My name is David Hancox, and I am the former Director of State Audits in the Office of the New York State Comptroller. I also was Director of State Expenditures in that Office. In total, I had 37 years of service with the State of New York. I am a retired Certified Internal

Auditor and Certified Government Financial Manager. I’ve also written and taught extensively on a wide array of issues focused on government performance auditing, which relates to an assessment of planning, implementing, and managing government programs and policies, such as the effects of increasing taxes on various consumer products.

At the outset, a few points are in order. First, RAI Services Company (“Reynolds”) has compensated me for my time preparing these comments, but, second, the opinions expressed are my own. Third, I am not a user of products, I am not an advocate for using tobacco, and

I believe smokers of traditional should quit.

My career focused on determining why some government programs failed to meet their intended objectives. In many of these cases, I found that policymakers seeking to positively impact their constituents' lives often missed the opportunity in the design stage to more fully assess the foreseeable consequences and risks of implementing these programs and policies.

Before you take the drastic step of doubling taxes on cigarettes and all other tobacco products, I urge you to consider the ramifications and likely consequences of a tax increase of this magnitude. A doubling of tobacco taxes will place a significant burden on a relatively small group of Mainers. And doubling taxes on non-combustible tobacco products may actually harm public health in Maine. 1

II. Summary

While an increase in the cigarette tax might at first appear to offer a quick injection of cash to the State’s coffers that affects only a small percentage of the State’s residents, in implementation, such a tax is simply bad public policy. Importantly, because the cigarette tax determines the tax on other tobacco products, a “Yes” vote on LD 1423 will double the tax on all tobacco products sold in Maine. Doubling tobacco excise taxes will create unintended and foreseeable consequences that will increase costs in other areas of the State’s budget. You should anticipate:

 An increasing tax burden on residents’ least equipped to shoulder the

financial load.

 A sharp decrease in convenience store sales may result in the closure of

struggling small businesses and significant job losses.
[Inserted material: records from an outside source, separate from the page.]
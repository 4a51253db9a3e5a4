use std::collections::{vec_deque, VecDeque};

use crate::common::CircularBuffer;
use crate::iir::{FilterType, IirFilter};
use crate::mpm::MpmEstimator;
use crate::tracker::config::{
    clamp_detect_level_threshold, clamp_pitch_records_per_second, PitchTrackerConfig,
    DEFAULT_SAMPLE_RATE, MAX_RECORD_HISTORY_SIZE,
};
use crate::tracker::error::TrackerError;
use crate::tracker::estimator::{EstimatorConfig, PeriodicityEstimator};
use crate::tracker::pitch_record::PitchRecord;

/// The lowest detectable frequency in Hz.
pub const MIN_FREQUENCY: f32 = 50.0;
/// The highest detectable frequency in Hz.
pub const MAX_FREQUENCY: f32 = 1600.0;

const FILTER_ORDER: usize = 5;
const HIGH_PASS_CORNER: f64 = 45.0;
const LO_BAND_LOW_PASS_CORNER: f64 = 280.0;
const HI_BAND_LOW_PASS_CORNER: f64 = 1500.0;

/// Length of the trailing window shared by the two estimates of a pitch block.
const DETECT_OVERLAP_SEC: f64 = 0.005;
/// Maximum relative difference between the two estimates of a pitch block.
const MAX_OVERLAP_DIFF: f32 = 10.0 * 0.005;
const AVG_COUNT: usize = 1;
const AVG_OFFSET_SEC: f64 = 0.005;
const PITCH_WINDOW_SLACK_SAMPLES: usize = 16;
const BUFFER_HISTORY_SEC: f64 = 1.0;
const BUFFER_SLACK_SAMPLES: usize = 10000;

/// One of the two filtered views of the input.
struct Band {
    high_pass: IirFilter,
    low_pass: IirFilter,
    buffer: CircularBuffer,
    /// Scratch space for filtering input chunks.
    chunk: Box<[f32]>,
    /// The window currently being analyzed.
    window: Box<[f32]>,
}

impl Band {
    fn new(sample_rate: f64, low_pass_corner: f64) -> Self {
        Band {
            high_pass: IirFilter::new(FilterType::HighPass, FILTER_ORDER, sample_rate, HIGH_PASS_CORNER),
            low_pass: IirFilter::new(FilterType::LowPass, FILTER_ORDER, sample_rate, low_pass_corner),
            buffer: CircularBuffer::new(0),
            chunk: Box::new([]),
            window: Box::new([]),
        }
    }

    fn configure(&mut self, sample_rate: f64, buffer_capacity: usize, window_size: usize) {
        self.high_pass.set_sample_rate(sample_rate);
        self.low_pass.set_sample_rate(sample_rate);
        self.buffer = CircularBuffer::new(buffer_capacity);
        self.chunk = vec![0.0; window_size].into_boxed_slice();
        self.window = vec![0.0; window_size].into_boxed_slice();
    }

    /// Filters `input`, which must not be longer than the window, and appends
    /// the result to the buffer.
    fn filter_and_write(&mut self, input: &[f32]) {
        let chunk = &mut self.chunk[..input.len()];
        chunk.copy_from_slice(input);
        self.high_pass.process_in_place(chunk);
        self.low_pass.process_in_place(chunk);
        self.buffer.write(chunk);
    }

    fn read_window(&mut self, start_position: i64) -> bool {
        self.buffer.read(&mut self.window, start_position)
    }

    /// Drops the first `count` samples of the window.
    fn shift_window(&mut self, count: usize) {
        let len = self.window.len();
        self.window.copy_within(count..len, 0);
    }

    /// Clears filter state and pre-seeds the buffer with `silence` zero
    /// samples ending right before position 0.
    fn reset(&mut self, silence: usize) {
        self.high_pass.reset();
        self.low_pass.reset();
        self.buffer.reset(-(silence as i64));
        self.buffer.set_available(silence);
    }
}

/// Continuously estimates the fundamental frequency of a mono audio stream,
/// emitting one [PitchRecord] per pitch block.
///
/// The input is split into two bands: 45-280 Hz (lo) and 45-1500 Hz (hi).
/// For each pitch block, the periodicity estimator runs on a window
/// of both bands, and then again on the same window shifted by a few
/// milliseconds. The pitch is only reported if both estimates agree.
///
/// Records only depend on the input stream, not on how it is split into
/// blocks. Call [reset](PitchTracker::reset) whenever the input is discontinuous.
pub struct PitchTracker<E: PeriodicityEstimator = MpmEstimator> {
    sample_rate: f64,
    detect_level_threshold: f32,
    pitch_records_per_second: u32,
    lo: Band,
    hi: Band,
    /// None until a valid sample rate has been set.
    estimator: Option<E>,
    pitch_window_samples: usize,
    detect_overlap_samples: usize,
    samples_per_pitch_block: usize,
    max_overlap_diff: f32,
    current_pitch_position: i64,
    pitch_block_index: u64,
    latest_record: Option<PitchRecord>,
    record_history: VecDeque<PitchRecord>,
    record_history_size: usize,
}

impl PitchTracker {
    /// Creates a tracker using the default settings and MPM estimator.
    pub fn new(sample_rate: f64) -> Self {
        PitchTracker::from_config(PitchTrackerConfig {
            sample_rate,
            ..PitchTrackerConfig::default()
        })
    }

    pub fn from_config(config: PitchTrackerConfig) -> Self {
        PitchTracker::with_estimator(config)
    }
}

impl Default for PitchTracker {
    fn default() -> Self {
        PitchTracker::new(DEFAULT_SAMPLE_RATE)
    }
}

impl<E: PeriodicityEstimator> PitchTracker<E> {
    /// Creates a tracker using a custom periodicity estimator.
    pub fn with_estimator(config: PitchTrackerConfig) -> Self {
        let record_history_size = config.record_history_size.min(MAX_RECORD_HISTORY_SIZE);
        let mut tracker = PitchTracker {
            sample_rate: config.sample_rate,
            detect_level_threshold: clamp_detect_level_threshold(config.detect_level_threshold),
            pitch_records_per_second: clamp_pitch_records_per_second(config.pitch_records_per_second),
            lo: Band::new(config.sample_rate, LO_BAND_LOW_PASS_CORNER),
            hi: Band::new(config.sample_rate, HI_BAND_LOW_PASS_CORNER),
            estimator: None,
            pitch_window_samples: 0,
            detect_overlap_samples: 0,
            samples_per_pitch_block: 0,
            max_overlap_diff: MAX_OVERLAP_DIFF,
            current_pitch_position: 0,
            pitch_block_index: 0,
            latest_record: None,
            record_history: VecDeque::with_capacity(record_history_size),
            record_history_size,
        };
        tracker.setup();
        tracker
    }

    pub fn sample_rate(&self) -> f64 {
        self.sample_rate
    }

    /// Sets the input sample rate in Hz. An invalid sample rate disables the tracker
    /// until a valid one is set.
    pub fn set_sample_rate(&mut self, sample_rate: f64) {
        if self.sample_rate != sample_rate {
            self.sample_rate = sample_rate;
            self.setup();
        }
    }

    pub fn detect_level_threshold(&self) -> f32 {
        self.detect_level_threshold
    }

    /// Sets the peak level below which input is considered silent. Clamped to `[0.0001, 1]`.
    pub fn set_detect_level_threshold(&mut self, threshold: f32) {
        let threshold = clamp_detect_level_threshold(threshold);
        if self.detect_level_threshold != threshold {
            self.detect_level_threshold = threshold;
            self.setup();
        }
    }

    pub fn pitch_records_per_second(&self) -> u32 {
        self.pitch_records_per_second
    }

    /// Sets the pitch record rate. Clamped to `[1, 100]`.
    pub fn set_pitch_records_per_second(&mut self, records_per_second: u32) {
        let records_per_second = clamp_pitch_records_per_second(records_per_second);
        if self.pitch_records_per_second != records_per_second {
            self.pitch_records_per_second = records_per_second;
            self.setup();
        }
    }

    pub fn record_history_size(&self) -> usize {
        self.record_history_size
    }

    /// Sets the number of most recent records to keep. 0 disables the history.
    pub fn set_record_history_size(&mut self, size: usize) {
        let size = size.min(MAX_RECORD_HISTORY_SIZE);
        self.record_history_size = size;
        while self.record_history.len() > size {
            self.record_history.pop_front();
        }
    }

    /// The recorded history, oldest record first.
    pub fn records(&self) -> vec_deque::Iter<'_, PitchRecord> {
        self.record_history.iter()
    }

    /// The most recently emitted record, if any since the last reset.
    pub fn latest_record(&self) -> Option<PitchRecord> {
        self.latest_record
    }

    /// Indicates if the tracker has a valid configuration and will emit records.
    pub fn is_configured(&self) -> bool {
        self.estimator.is_some()
    }

    pub fn estimator(&self) -> Option<&E> {
        self.estimator.as_ref()
    }

    /// The number of input samples between consecutive pitch records.
    pub fn samples_per_pitch_block(&self) -> usize {
        self.samples_per_pitch_block
    }

    /// The absolute input position where the next analyzed window starts.
    pub fn current_pitch_sample_position(&self) -> i64 {
        self.current_pitch_position
    }

    /// Approximate offset from the start of an analyzed window to the input
    /// sample its record best describes.
    pub fn detect_sample_offset(&self) -> usize {
        (self.pitch_window_samples + self.detect_overlap_samples) / 2
    }

    /// The number of samples analyzed per estimate.
    pub fn pitch_window_samples(&self) -> usize {
        self.pitch_window_samples
    }

    /// The distance in samples between the two estimates of a pitch block.
    pub fn detect_overlap_samples(&self) -> usize {
        self.detect_overlap_samples
    }

    /// Clears all filter state, buffered samples and records. Must be called
    /// when the input stream is discontinuous, e.g after seeking.
    pub fn reset(&mut self) {
        let overlap = self.detect_overlap_samples;
        self.lo.reset(overlap);
        self.hi.reset(overlap);
        self.current_pitch_position = 0;
        self.pitch_block_index = 0;
        self.latest_record = None;
        self.record_history.clear();
    }

    /// Processes a block of any size, invoking `handler` for each completed pitch block.
    pub fn process<F>(&mut self, samples: &[f32], mut handler: F)
    where
        F: FnMut(&PitchRecord),
    {
        if self.estimator.is_none() {
            return;
        }
        let max_chunk_size = self.pitch_window_samples + self.detect_overlap_samples;
        for chunk in samples.chunks(max_chunk_size) {
            self.lo.filter_and_write(chunk);
            self.hi.filter_and_write(chunk);
            self.emit_pitch_records(&mut handler);
        }
    }

    /// Like [process](PitchTracker::process), but only consumes the first
    /// `sample_count` samples. A `sample_count` of 0 means the whole block.
    pub fn process_count<F>(
        &mut self,
        samples: &[f32],
        sample_count: usize,
        handler: F,
    ) -> Result<(), TrackerError>
    where
        F: FnMut(&PitchRecord),
    {
        let count = if sample_count == 0 { samples.len() } else { sample_count };
        if count > samples.len() {
            return Err(TrackerError::SampleCountOutOfRange {
                requested: count,
                available: samples.len(),
            });
        }
        self.process(&samples[..count], handler);
        Ok(())
    }

    fn setup(&mut self) {
        let sample_rate = self.sample_rate;
        if !(sample_rate > 0.0 && sample_rate.is_finite()) {
            log::warn!("Invalid sample rate {} Hz, pitch tracking disabled", sample_rate);
            self.estimator = None;
            self.reset();
            return;
        }

        self.detect_overlap_samples = (DETECT_OVERLAP_SEC * sample_rate) as usize;
        self.max_overlap_diff = MAX_OVERLAP_DIFF;
        let pitch_window_sec =
            2.0 / (MIN_FREQUENCY as f64) + ((AVG_COUNT - 1) as f64) * AVG_OFFSET_SEC;
        self.pitch_window_samples =
            (pitch_window_sec * sample_rate).round() as usize + PITCH_WINDOW_SLACK_SAMPLES;
        self.samples_per_pitch_block =
            ((sample_rate / (self.pitch_records_per_second as f64)).round() as usize).max(1);

        let buffer_capacity = (BUFFER_HISTORY_SEC * sample_rate) as usize + BUFFER_SLACK_SAMPLES;
        let window_size = self.pitch_window_samples + self.detect_overlap_samples;
        self.lo.configure(sample_rate, buffer_capacity, window_size);
        self.hi.configure(sample_rate, buffer_capacity, window_size);

        self.estimator = Some(E::from_config(&EstimatorConfig {
            sample_rate,
            min_frequency: MIN_FREQUENCY,
            max_frequency: MAX_FREQUENCY,
            detect_level_threshold: self.detect_level_threshold,
            window_size: self.pitch_window_samples,
            crossover_frequency: LO_BAND_LOW_PASS_CORNER as f32,
        }));

        log::debug!(
            "Pitch tracker setup: {} Hz, window {} samples, overlap {} samples, {} samples per pitch block",
            sample_rate,
            self.pitch_window_samples,
            self.detect_overlap_samples,
            self.samples_per_pitch_block
        );

        self.reset();
    }

    /// Emits a record for every pitch block whose window is available in both bands.
    fn emit_pitch_records<F>(&mut self, handler: &mut F)
    where
        F: FnMut(&PitchRecord),
    {
        let estimator = match self.estimator.as_mut() {
            Some(estimator) => estimator,
            None => return,
        };
        let window = self.pitch_window_samples;
        let overlap = self.detect_overlap_samples;

        while self.lo.read_window(self.current_pitch_position)
            && self.hi.read_window(self.current_pitch_position)
        {
            let mut frequency = 0.0;
            let pitch_1 = estimator.estimate(&self.lo.window[..window], &self.hi.window[..window]);
            if pitch_1 > 0.0 {
                self.lo.shift_window(overlap);
                self.hi.shift_window(overlap);
                let pitch_2 = estimator.estimate(&self.lo.window[..window], &self.hi.window[..window]);
                if pitch_2 > 0.0 {
                    let difference = (pitch_1.max(pitch_2) / pitch_1.min(pitch_2) - 1.0).abs();
                    if difference < self.max_overlap_diff {
                        frequency = 0.5 * (pitch_1 + pitch_2);
                    }
                }
            }

            let record = PitchRecord {
                index: self.pitch_block_index,
                sample_position: self.current_pitch_position,
                frequency,
            };
            if self.record_history_size > 0 {
                if self.record_history.len() >= self.record_history_size {
                    self.record_history.pop_front();
                }
                self.record_history.push_back(record);
            }
            self.latest_record = Some(record);
            handler(&record);

            self.current_pitch_position += self.samples_per_pitch_block as i64;
            self.pitch_block_index += 1;
        }
    }
}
 A skyrocketing rate of smuggling of lower-cost tobacco products, primarily

cigarettes, from nearby states, along with increased spending on law

enforcement to combat the high-level, high-dollar illicit tobacco trade

drawing terrorist and other criminal enterprises into Maine.

 A reduction in the appeal to current Maine smokers of non-combustible

tobacco and nicotine products that the FDA has determined to be a benefit to

public health.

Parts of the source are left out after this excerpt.